── Stored data
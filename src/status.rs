//! Per-activity status line (§4.4).

use std::collections::HashMap;
use std::sync::Arc;

use dashmap::DashMap;

use crate::activity::ActivityId;

/// A single-string channel for one activity's current status message.
#[derive(Clone)]
pub struct StatusLine {
    id: ActivityId,
    handler: StatusHandler,
}

impl StatusLine {
    pub fn set(&self, message: impl Into<String>) {
        self.handler.inner.insert(self.id.clone(), message.into());
    }

    /// Sets the status to a terminal error string when `body` returns `Err`;
    /// returns whatever `body` returned, untouched.
    pub fn capture_error<T, E: std::fmt::Display>(
        &self,
        line: &str,
        body: impl FnOnce() -> Result<T, E>,
    ) -> Result<T, E> {
        match body() {
            Ok(value) => Ok(value),
            Err(err) => {
                self.set(format!("{line}: {err}"));
                Err(err)
            }
        }
    }
}

/// Read-side access to every activity's current status, and the factory for
/// per-activity [`StatusLine`] handles.
#[derive(Clone, Default)]
pub struct StatusHandler {
    inner: Arc<DashMap<ActivityId, String>>,
}

impl StatusHandler {
    pub fn new() -> Self {
        Self::default()
    }

    pub fn line_for(&self, id: ActivityId) -> StatusLine {
        StatusLine {
            id,
            handler: self.clone(),
        }
    }

    pub fn get(&self, id: &ActivityId) -> Option<String> {
        self.inner.get(id).map(|entry| entry.value().clone())
    }

    pub fn snapshot(&self) -> HashMap<ActivityId, String> {
        self.inner
            .iter()
            .map(|entry| (entry.key().clone(), entry.value().clone()))
            .collect()
    }
}

#[cfg(test)]
mod tests {
    use super::*;

    #[test]
    fn set_overwrites_and_is_readable_through_handler() {
        let handler = StatusHandler::new();
        let id = ActivityId::new("pbsflow.activities", "PowerOn");
        let line = handler.line_for(id.clone());
        line.set("booting");
        assert_eq!(handler.get(&id).as_deref(), Some("booting"));
        line.set("booted");
        assert_eq!(handler.get(&id).as_deref(), Some("booted"));
    }

    #[test]
    fn capture_error_sets_terminal_status_on_err() {
        let handler = StatusHandler::new();
        let id = ActivityId::new("pbsflow.activities", "BackupJob");
        let line = handler.line_for(id.clone());
        let result: Result<(), &str> = line.capture_error("backup failed", || Err("timeout"));
        assert!(result.is_err());
        assert_eq!(handler.get(&id).as_deref(), Some("backup failed: timeout"));
    }

    #[test]
    fn capture_error_leaves_status_untouched_on_ok() {
        let handler = StatusHandler::new();
        let id = ActivityId::new("pbsflow.activities", "BackupJob");
        let line = handler.line_for(id.clone());
        let result: Result<u32, &str> = line.capture_error("backup failed", || Ok(42));
        assert_eq!(result.unwrap(), 42);
        assert_eq!(handler.get(&id), None);
    }
}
────
▶ Required action:
Only one number is needed: please count the lines of the entries above in which the string "message" occurs.

▶ Output:
3